Paper MS+AS+EL+EM+PS+TF-TuA10
High Throughput Electrospinning of Ceramic Nanofibers

Tuesday, October 29, 2013, 5:00 pm, Room 202 B

Session: Manufacturing Challenges of Nanoscale Patterning
Presenter: S. Sood, State University of New York at Stony Brook (Stony Brook University)
Authors: S. Sood, State University of New York at Stony Brook (Stony Brook University)
P. Gouma, State University of New York at Stony Brook (Stony Brook University)
Correspondent: Click to Email

High yield nanomanufacturing has been the focus of greater attention due to the emerging importance of functional nanomaterials. Electrospinning is a nanomanufacturing process that faces challenges as far as its scalability is concerned. Even the existing high-throughput electrospinning systems are limited to processing thin layers of polymer nanofibrous mats. Nanofibrous ceramics have rarely been studied with respect to their electrospinning processing. On the other hand, electrospun nanowires of ceramics are key to nanotechnology and nanomedicine applications (e.g. electrospun MoO3 nanowires have been used as ammonia sensors for application in non-invasive diagnostics [1]). In this study, the scalable synthesis of ceramic oxide nanomats by the multi-jet design that we developed and built and which enables very high yield of ceramic nanofibers is discussed. As a scaled up approach to traditional needle electrospinning [2], up to 24 jets are spun simultaneously using similar processing parameters as a traditional needle set up. Due to a thin metallic disc design, with tiny holes drilled at the disc, the electric field is evenly distributed to all jets. Continuous replenishment of the source disk at higher flow rates allows for high yields of nanofibers.

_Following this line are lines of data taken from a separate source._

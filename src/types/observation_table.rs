//! Contains the `ObservationTable` structure: a validated polars frame of per-city daily
//! weather observations.

use crate::features::error::FeatureError;
use crate::types::feature_column::{FeatureColumn, CITY_COLUMN, COUNTRY_COLUMN, DATE_COLUMN};
use crate::types::observation::Observation;
use crate::utils::date_from_epoch_days;
use chrono::NaiveDate;
use polars::prelude::*;

/// A table of daily weather observations, one row per (city, date).
///
/// The underlying frame always has a `date` column of type `Date` and a `city` column of
/// type `String`. A `country` column (`String`) and any subset of the
/// [`FeatureColumn`]s (`Float64`) may be present; columns that are absent are simply
/// left out of the features built from the table.
///
/// The table is never mutated after construction. Operations that reorder or limit
/// rows return a new table.
///
/// Missing measurements are kept as nulls. They are not imputed or dropped here.
#[derive(Debug, Clone)]
pub struct ObservationTable {
    frame: DataFrame,
}

impl ObservationTable {
    /// Validates and normalizes a polars frame into an observation table.
    ///
    /// Only the known columns are kept. `date` may be a `Date`, a `Datetime` or a
    /// `YYYY-MM-DD` string column; numeric feature columns are cast to `Float64`.
    ///
    /// # Errors
    ///
    /// Returns [`FeatureError::MissingColumn`] if `date` or `city` is absent,
    /// [`FeatureError::DateParse`] if a date string is malformed and
    /// [`FeatureError::DataFrameProcessing`] if a cast fails.
    pub fn from_frame(frame: DataFrame) -> Result<Self, FeatureError> {
        for required in [DATE_COLUMN, CITY_COLUMN] {
            if frame.column(required).is_err() {
                return Err(FeatureError::MissingColumn(required.to_string()));
            }
        }

        let mut columns = vec![
            normalize_date_column(frame.column(DATE_COLUMN)?)?,
            frame.column(CITY_COLUMN)?.cast(&DataType::String)?,
        ];
        if let Ok(country) = frame.column(COUNTRY_COLUMN) {
            columns.push(country.cast(&DataType::String)?);
        }
        for feature in FeatureColumn::ALL {
            if let Ok(values) = frame.column(feature.name()) {
                columns.push(values.cast(&DataType::Float64)?);
            }
        }

        Ok(Self {
            frame: DataFrame::new(columns)?,
        })
    }

    /// Builds a table holding every column from a list of observations.
    pub fn from_observations(observations: &[Observation]) -> Result<Self, FeatureError> {
        let dates: Vec<NaiveDate> = observations.iter().map(|o| o.date).collect();
        let cities: Vec<&str> = observations.iter().map(|o| o.city.as_str()).collect();
        let countries: Vec<&str> = observations.iter().map(|o| o.country.as_str()).collect();

        let mut columns = vec![
            Column::new(DATE_COLUMN.into(), dates),
            Column::new(CITY_COLUMN.into(), cities),
            Column::new(COUNTRY_COLUMN.into(), countries),
        ];
        for feature in FeatureColumn::ALL {
            let values: Vec<Option<f64>> = observations.iter().map(|o| o.value(feature)).collect();
            columns.push(Column::new(feature.name().into(), values));
        }

        Self::from_frame(DataFrame::new(columns)?)
    }

    /// The normalized polars frame backing this table.
    pub fn frame(&self) -> &DataFrame {
        &self.frame
    }

    pub fn into_frame(self) -> DataFrame {
        self.frame
    }

    pub fn len(&self) -> usize {
        self.frame.height()
    }

    /// `true` when the table holds no rows. A fetch that matches nothing yields an
    /// empty table rather than an error.
    pub fn is_empty(&self) -> bool {
        self.frame.height() == 0
    }

    pub fn has_country(&self) -> bool {
        self.frame.column(COUNTRY_COLUMN).is_ok()
    }

    /// The feature columns present in this table, in declared order.
    pub fn feature_columns(&self) -> Vec<FeatureColumn> {
        FeatureColumn::ALL
            .into_iter()
            .filter(|c| self.frame.column(c.name()).is_ok())
            .collect()
    }

    /// Returns a copy of the table sorted by city, then date, both ascending.
    /// Rows that compare equal keep their relative order.
    pub fn sorted_by_city_and_date(&self) -> Result<ObservationTable, FeatureError> {
        let frame = self
            .frame
            .clone()
            .lazy()
            .sort(
                [CITY_COLUMN, DATE_COLUMN],
                SortMultipleOptions::default().with_maintain_order(true),
            )
            .collect()?;
        Ok(Self { frame })
    }

    /// Returns the most recent rows first, keeping at most `limit` of them.
    pub fn latest(&self, limit: Option<usize>) -> Result<ObservationTable, FeatureError> {
        let mut lazy = self.frame.clone().lazy().sort(
            [DATE_COLUMN],
            SortMultipleOptions::default()
                .with_order_descending(true)
                .with_maintain_order(true),
        );
        if let Some(limit) = limit {
            lazy = lazy.limit(IdxSize::try_from(limit).unwrap_or(IdxSize::MAX));
        }
        Ok(Self {
            frame: lazy.collect()?,
        })
    }

    pub(crate) fn dates(&self) -> Result<Vec<NaiveDate>, FeatureError> {
        self.frame
            .column(DATE_COLUMN)?
            .date()?
            .into_iter()
            .map(|days| {
                days.map(date_from_epoch_days).ok_or_else(|| {
                    FeatureError::InvalidArgument("observation table contains a null date".into())
                })
            })
            .collect()
    }

    pub(crate) fn strings(&self, name: &str) -> Result<Vec<String>, FeatureError> {
        self.frame
            .column(name)?
            .str()?
            .into_iter()
            .map(|value| {
                value.map(str::to_string).ok_or_else(|| {
                    FeatureError::InvalidArgument(format!("column '{name}' contains a null value"))
                })
            })
            .collect()
    }

    /// Values of a feature column, or `None` when the table does not have it.
    pub(crate) fn values(&self, column: FeatureColumn) -> Result<Option<Vec<Option<f64>>>, FeatureError> {
        match self.frame.column(column.name()) {
            Ok(values) => Ok(Some(values.f64()?.into_iter().collect())),
            Err(_) => Ok(None),
        }
    }

    /// Collects the table into row structs. Columns absent from the table come back as
    /// `None` measurements and an empty country.
    pub fn to_observations(&self) -> Result<Vec<Observation>, FeatureError> {
        let dates = self.dates()?;
        let cities = self.strings(CITY_COLUMN)?;
        let countries = if self.has_country() {
            Some(self.strings(COUNTRY_COLUMN)?)
        } else {
            None
        };

        let mut rows: Vec<Observation> = dates
            .into_iter()
            .zip(cities)
            .enumerate()
            .map(|(i, (date, city))| {
                let country = countries
                    .as_ref()
                    .map(|c| c[i].clone())
                    .unwrap_or_default();
                Observation::new(date, city, country)
            })
            .collect();

        for feature in FeatureColumn::ALL {
            if let Some(values) = self.values(feature)? {
                for (row, value) in rows.iter_mut().zip(values) {
                    row.set_value(feature, value);
                }
            }
        }
        Ok(rows)
    }
}

fn normalize_date_column(column: &Column) -> Result<Column, FeatureError> {
    match column.dtype() {
        DataType::Date => Ok(column.clone()),
        DataType::Datetime(_, _) => Ok(column.cast(&DataType::Date)?),
        DataType::String => {
            let parsed = column
                .str()?
                .into_iter()
                .map(|value| {
                    value
                        .map(|s| {
                            NaiveDate::parse_from_str(s, "%Y-%m-%d").map_err(|source| {
                                FeatureError::DateParse {
                                    value: s.to_string(),
                                    source,
                                }
                            })
                        })
                        .transpose()
                })
                .collect::<Result<Vec<Option<NaiveDate>>, FeatureError>>()?;
            Ok(Column::new(DATE_COLUMN.into(), parsed))
        }
        other => Err(FeatureError::InvalidArgument(format!(
            "column '{DATE_COLUMN}' has unsupported type {other}"
        ))),
    }
}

  1. P. Gouma, K. Kalyanasundaram, and A. Bishop, "Electrospun Single Crystal MoO3 Nanowires for Bio-Chem sensing probes", Journal of Materials Research, Nanowires and Nanotubes special issue, 21(11), pp. 2904-2910, 2006.
  2. S. Sood, S. Divya, P. Gouma, “High throughput electrospinning of 3D nano fibrous mats”. Journal of Nanoengineering and Nanomanufacturing. Accepted Publicaition. In Print, 2013.